### Stored data entries
________________
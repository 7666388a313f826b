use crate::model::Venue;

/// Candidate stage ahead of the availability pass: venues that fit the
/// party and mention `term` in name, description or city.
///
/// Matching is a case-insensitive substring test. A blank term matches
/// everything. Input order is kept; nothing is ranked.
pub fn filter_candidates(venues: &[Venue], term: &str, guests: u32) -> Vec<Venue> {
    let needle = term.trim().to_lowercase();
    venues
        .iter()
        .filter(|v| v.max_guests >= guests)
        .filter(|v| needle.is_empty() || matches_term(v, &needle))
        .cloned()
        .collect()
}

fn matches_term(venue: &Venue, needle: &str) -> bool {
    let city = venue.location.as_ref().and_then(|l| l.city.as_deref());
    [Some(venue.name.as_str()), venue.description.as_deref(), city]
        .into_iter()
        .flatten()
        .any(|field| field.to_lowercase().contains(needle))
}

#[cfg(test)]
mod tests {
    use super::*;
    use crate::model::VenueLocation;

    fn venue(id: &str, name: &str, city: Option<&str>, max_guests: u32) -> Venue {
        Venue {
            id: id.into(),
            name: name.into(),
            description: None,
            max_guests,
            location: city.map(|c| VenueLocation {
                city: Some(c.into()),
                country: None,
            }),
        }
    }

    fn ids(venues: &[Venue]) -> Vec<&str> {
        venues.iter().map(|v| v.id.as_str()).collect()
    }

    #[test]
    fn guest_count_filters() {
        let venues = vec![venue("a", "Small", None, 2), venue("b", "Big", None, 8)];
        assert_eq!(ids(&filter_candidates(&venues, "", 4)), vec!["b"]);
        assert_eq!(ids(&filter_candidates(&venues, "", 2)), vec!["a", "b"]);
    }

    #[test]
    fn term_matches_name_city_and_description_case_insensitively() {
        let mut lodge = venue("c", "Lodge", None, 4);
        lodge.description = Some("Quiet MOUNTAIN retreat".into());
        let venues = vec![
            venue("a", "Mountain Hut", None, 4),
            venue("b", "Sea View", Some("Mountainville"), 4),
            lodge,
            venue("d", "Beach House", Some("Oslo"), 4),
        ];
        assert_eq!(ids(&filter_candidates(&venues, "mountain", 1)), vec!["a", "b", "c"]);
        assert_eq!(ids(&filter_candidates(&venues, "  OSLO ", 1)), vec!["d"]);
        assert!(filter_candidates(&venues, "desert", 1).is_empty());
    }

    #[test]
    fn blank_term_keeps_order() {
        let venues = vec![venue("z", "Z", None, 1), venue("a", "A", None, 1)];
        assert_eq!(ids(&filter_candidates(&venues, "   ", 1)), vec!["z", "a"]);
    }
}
________________
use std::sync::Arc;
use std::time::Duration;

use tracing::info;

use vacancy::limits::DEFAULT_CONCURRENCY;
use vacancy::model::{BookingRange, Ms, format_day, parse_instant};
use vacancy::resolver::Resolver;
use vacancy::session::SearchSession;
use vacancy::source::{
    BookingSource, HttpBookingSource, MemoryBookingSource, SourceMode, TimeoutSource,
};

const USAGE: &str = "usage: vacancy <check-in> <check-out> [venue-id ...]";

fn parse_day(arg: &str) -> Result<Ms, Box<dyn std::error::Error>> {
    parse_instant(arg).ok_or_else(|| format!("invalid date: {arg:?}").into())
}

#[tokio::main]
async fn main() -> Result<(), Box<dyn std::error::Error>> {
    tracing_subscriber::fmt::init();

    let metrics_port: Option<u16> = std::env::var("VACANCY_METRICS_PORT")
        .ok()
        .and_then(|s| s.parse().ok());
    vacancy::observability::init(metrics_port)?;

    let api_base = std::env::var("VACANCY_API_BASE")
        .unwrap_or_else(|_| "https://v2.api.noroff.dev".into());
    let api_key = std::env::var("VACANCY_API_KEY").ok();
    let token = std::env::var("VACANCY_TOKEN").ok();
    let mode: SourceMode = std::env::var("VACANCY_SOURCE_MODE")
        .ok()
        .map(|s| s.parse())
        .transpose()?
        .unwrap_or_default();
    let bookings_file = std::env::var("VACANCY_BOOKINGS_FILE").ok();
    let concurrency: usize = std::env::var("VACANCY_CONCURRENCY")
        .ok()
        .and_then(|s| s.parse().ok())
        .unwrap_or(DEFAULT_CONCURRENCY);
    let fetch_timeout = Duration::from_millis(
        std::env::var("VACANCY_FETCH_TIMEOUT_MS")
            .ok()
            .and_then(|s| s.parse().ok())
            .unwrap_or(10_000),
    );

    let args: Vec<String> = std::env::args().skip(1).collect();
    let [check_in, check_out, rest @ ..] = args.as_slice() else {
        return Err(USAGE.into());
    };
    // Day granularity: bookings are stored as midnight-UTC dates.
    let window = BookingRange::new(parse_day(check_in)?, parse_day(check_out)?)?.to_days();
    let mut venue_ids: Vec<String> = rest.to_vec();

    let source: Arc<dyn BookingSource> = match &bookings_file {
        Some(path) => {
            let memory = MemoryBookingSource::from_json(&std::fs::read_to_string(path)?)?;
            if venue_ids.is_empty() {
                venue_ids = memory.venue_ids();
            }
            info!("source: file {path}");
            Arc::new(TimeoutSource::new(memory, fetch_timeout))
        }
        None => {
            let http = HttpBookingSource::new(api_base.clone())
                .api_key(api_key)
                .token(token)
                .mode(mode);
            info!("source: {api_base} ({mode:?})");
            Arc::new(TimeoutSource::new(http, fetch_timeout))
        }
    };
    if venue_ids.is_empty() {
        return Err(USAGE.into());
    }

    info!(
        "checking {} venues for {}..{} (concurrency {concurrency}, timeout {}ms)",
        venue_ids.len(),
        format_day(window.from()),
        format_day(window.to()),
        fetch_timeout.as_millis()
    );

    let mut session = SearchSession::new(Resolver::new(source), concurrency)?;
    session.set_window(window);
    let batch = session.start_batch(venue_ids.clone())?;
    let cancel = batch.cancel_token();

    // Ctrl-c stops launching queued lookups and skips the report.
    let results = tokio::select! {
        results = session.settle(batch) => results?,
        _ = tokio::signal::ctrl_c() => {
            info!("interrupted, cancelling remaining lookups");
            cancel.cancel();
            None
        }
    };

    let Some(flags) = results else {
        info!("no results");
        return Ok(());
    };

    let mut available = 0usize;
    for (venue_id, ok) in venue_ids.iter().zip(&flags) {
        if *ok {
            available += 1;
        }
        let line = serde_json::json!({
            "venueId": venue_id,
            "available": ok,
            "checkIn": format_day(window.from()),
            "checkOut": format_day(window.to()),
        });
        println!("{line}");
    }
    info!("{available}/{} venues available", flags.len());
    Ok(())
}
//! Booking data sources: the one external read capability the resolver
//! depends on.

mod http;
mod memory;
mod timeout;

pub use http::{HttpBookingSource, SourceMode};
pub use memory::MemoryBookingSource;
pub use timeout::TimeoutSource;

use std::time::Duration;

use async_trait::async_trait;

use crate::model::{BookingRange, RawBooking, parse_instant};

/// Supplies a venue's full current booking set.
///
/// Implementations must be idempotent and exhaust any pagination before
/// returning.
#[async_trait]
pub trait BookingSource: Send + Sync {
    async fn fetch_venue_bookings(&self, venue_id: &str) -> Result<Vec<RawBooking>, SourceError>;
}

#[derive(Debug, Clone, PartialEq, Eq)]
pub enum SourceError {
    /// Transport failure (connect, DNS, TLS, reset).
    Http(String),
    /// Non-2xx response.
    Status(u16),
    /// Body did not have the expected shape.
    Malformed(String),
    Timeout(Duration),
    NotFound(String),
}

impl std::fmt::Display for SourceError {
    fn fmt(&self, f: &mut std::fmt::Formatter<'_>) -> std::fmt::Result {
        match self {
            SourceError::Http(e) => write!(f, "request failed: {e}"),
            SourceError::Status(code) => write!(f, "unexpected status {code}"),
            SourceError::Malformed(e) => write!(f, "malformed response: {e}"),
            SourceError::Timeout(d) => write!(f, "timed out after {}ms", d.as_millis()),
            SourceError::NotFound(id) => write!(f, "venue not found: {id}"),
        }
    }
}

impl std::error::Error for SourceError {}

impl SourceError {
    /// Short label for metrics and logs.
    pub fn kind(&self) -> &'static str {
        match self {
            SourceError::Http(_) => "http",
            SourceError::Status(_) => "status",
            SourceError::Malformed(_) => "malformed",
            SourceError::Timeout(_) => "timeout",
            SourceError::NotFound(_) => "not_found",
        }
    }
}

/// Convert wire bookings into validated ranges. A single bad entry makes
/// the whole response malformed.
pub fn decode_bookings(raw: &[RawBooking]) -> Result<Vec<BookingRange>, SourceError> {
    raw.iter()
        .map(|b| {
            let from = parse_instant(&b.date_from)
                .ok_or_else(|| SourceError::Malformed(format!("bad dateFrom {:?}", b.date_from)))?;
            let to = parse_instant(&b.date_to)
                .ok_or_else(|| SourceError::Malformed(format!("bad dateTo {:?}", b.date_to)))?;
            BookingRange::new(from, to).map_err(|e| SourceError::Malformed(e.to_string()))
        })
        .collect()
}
________________
### About this task
Tell me how many lines of the records include the word "TimeoutSource", and say nothing else.

### Written response
4